Copy each line of the records that holds the string "else".

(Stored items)
BEGIN
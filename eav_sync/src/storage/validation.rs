//! Attribute validation
//!
//! Runs before any write of an entity: value type through the owning strategy, configured
//! `validation_rules`, and uniqueness of `is_unique` attributes. Storage strategies never check
//! uniqueness themselves.

use std::collections::BTreeMap;

use regex::Regex;

use crate::db::connection::{DatabaseConnection, Param};
use crate::entity::types::{Attribute, BackendType, EntityType, ValidationRules};
use crate::error::{Error, FieldErrors, Result};
use crate::storage::metadata::AttributeMetadata;
use crate::storage::strategy::StorageStrategy;
use crate::storage::value::AttributeValue;
use crate::storage::value_manager::ValueManager;

pub struct AttributeValidator<'a> {
    connection: &'a DatabaseConnection,
    values: &'a ValueManager,
}

impl<'a> AttributeValidator<'a> {
    pub fn new(connection: &'a DatabaseConnection, values: &'a ValueManager) -> Self {
        Self { connection, values }
    }

    /// Validate `values` of one entity. `entity_id` is excluded from uniqueness lookups;
    /// `registered` is only consulted for entity types stored in EAV mode.
    pub async fn validate(
        &self,
        entity_type: &EntityType,
        entity_id: Option<i64>,
        values: &BTreeMap<String, AttributeValue>,
        registered: &BTreeMap<String, AttributeMetadata>,
    ) -> Result<()> {
        let mut errors = FieldErrors::new();

        for (code, value) in values {
            let Some(attribute) = entity_type.attribute(code) else {
                push(&mut errors, code, "is not an attribute of this entity type".to_string());
                continue;
            };
            if value.is_null() {
                continue;
            }

            let strategy = self.values.strategy(attribute.backend_type)?;
            if !strategy.validate_value(value) {
                push(&mut errors, code, type_message(attribute, value, strategy));
                continue;
            }

            if let Some(rules) = &attribute.validation_rules {
                for message in check_rules(rules, value)? {
                    push(&mut errors, code, message);
                }
            }

            if attribute.is_unique
                && self
                    .is_taken(entity_type, attribute, strategy, entity_id, value, registered)
                    .await?
            {
                push(&mut errors, code, format!("value '{}' is already in use", value));
            }
        }

        if errors.is_empty() {
            Ok(())
        } else {
            Err(Error::ValidationError(errors))
        }
    }

    /// Whether another entity of the same type already stores `value` for `attribute`
    pub async fn is_taken(
        &self,
        entity_type: &EntityType,
        attribute: &Attribute,
        strategy: &dyn StorageStrategy,
        entity_id: Option<i64>,
        value: &AttributeValue,
        registered: &BTreeMap<String, AttributeMetadata>,
    ) -> Result<bool> {
        let Some(encoded) = strategy.encode(value) else {
            return Ok(false);
        };
        let dialect = self.connection.dialect();
        let sql_type = strategy.column_type().to_uppercase();

        let (mut sql, mut params) = if entity_type.is_flat() {
            (
                format!(
                    "SELECT COUNT(*) FROM {} WHERE {} = {}",
                    dialect.quote(&entity_type.entity_table),
                    dialect.quote(&attribute.code),
                    dialect.value_param(1, &sql_type)
                ),
                vec![Param::from(encoded)],
            )
        } else {
            // Nothing can collide with an attribute that has never been registered
            let Some(metadata) = registered.get(&attribute.code) else {
                return Ok(false);
            };
            (
                format!(
                    "SELECT COUNT(*) FROM {} WHERE attribute_id = {} AND value = {}",
                    dialect.quote(&strategy.table_name()),
                    dialect.placeholder(1),
                    dialect.value_param(2, &sql_type)
                ),
                vec![Param::Int(metadata.id), Param::from(encoded)],
            )
        };

        if let Some(entity_id) = entity_id {
            let column = if entity_type.is_flat() { "id" } else { "entity_id" };
            sql.push_str(&format!(
                " AND {} <> {}",
                column,
                dialect.placeholder(params.len() + 1)
            ));
            params.push(Param::Int(entity_id));
        }

        Ok(self.connection.fetch_i64(&sql, &params).await? > 0)
    }
}

fn push(errors: &mut FieldErrors, field: &str, message: String) {
    errors.entry(field.to_string()).or_default().push(message);
}

fn type_message(attribute: &Attribute, value: &AttributeValue, strategy: &dyn StorageStrategy) -> String {
    match value {
        AttributeValue::Text(_) if attribute.backend_type == BackendType::Varchar => format!(
            "must be a string of at most {} characters",
            strategy.column_type().trim_start_matches("varchar(").trim_end_matches(')')
        ),
        AttributeValue::Decimal(_) if attribute.backend_type == BackendType::Decimal => {
            "must be below 1e14 in magnitude with at most 6 decimal places and 15 significant digits"
                .to_string()
        }
        _ => format!(
            "expected a {} value, got {}",
            attribute.backend_type,
            value.type_name()
        ),
    }
}

/// Messages for every rule `value` violates
pub fn check_rules(rules: &ValidationRules, value: &AttributeValue) -> Result<Vec<String>> {
    let mut messages = Vec::new();

    if let Some(text) = value.as_str() {
        let length = text.chars().count();
        if let Some(min) = rules.min_length {
            if length < min {
                messages.push(format!("must be at least {} characters", min));
            }
        }
        if let Some(max) = rules.max_length {
            if length > max {
                messages.push(format!("must be at most {} characters", max));
            }
        }
        if let Some(pattern) = &rules.pattern {
            let regex = Regex::new(pattern)
                .map_err(|e| Error::ConfigError(format!("Invalid pattern '{}': {}", pattern, e)))?;
            if !regex.is_match(text) {
                messages.push(format!("must match pattern {}", pattern));
            }
        }
    }

    if let Some(number) = value.as_f64() {
        if let Some(min) = rules.min {
            if number < min {
                messages.push(format!("must be at least {}", min));
            }
        }
        if let Some(max) = rules.max {
            if number > max {
                messages.push(format!("must be at most {}", max));
            }
        }
    }

    Ok(messages)
}

#[cfg(test)]
mod tests {
    use super::*;
    use pretty_assertions::assert_eq;

    #[test]
    fn text_rules_report_every_violation() {
        let rules = ValidationRules {
            min_length: Some(5),
            pattern: Some(r"^[a-z]+@".to_string()),
            ..ValidationRules::default()
        };

        let messages = check_rules(&rules, &AttributeValue::text("AB")).unwrap();
        assert_eq!(
            messages,
            vec![
                "must be at least 5 characters".to_string(),
                "must match pattern ^[a-z]+@".to_string(),
            ]
        );
        assert!(check_rules(&rules, &AttributeValue::text("jane@example.com"))
            .unwrap()
            .is_empty());
    }

    #[test]
    fn numeric_bounds_apply_to_integers_and_decimals() {
        let rules = ValidationRules {
            min: Some(0.0),
            max: Some(150.0),
            ..ValidationRules::default()
        };

        assert!(check_rules(&rules, &AttributeValue::Integer(42)).unwrap().is_empty());
        assert_eq!(
            check_rules(&rules, &AttributeValue::Decimal(-0.5)).unwrap(),
            vec!["must be at least 0".to_string()]
        );
        assert_eq!(
            check_rules(&rules, &AttributeValue::Integer(151)).unwrap(),
            vec!["must be at most 150".to_string()]
        );
    }
}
END
* [Response to this task]:
            let Some(attribute) = entity_type.attribute(code) else {
        } else {
        let Some(encoded) = strategy.encode(value) else {
        } else {
            let Some(metadata) = registered.get(&attribute.code) else {
            let column = if entity_type.is_flat() { "id" } else { "entity_id" };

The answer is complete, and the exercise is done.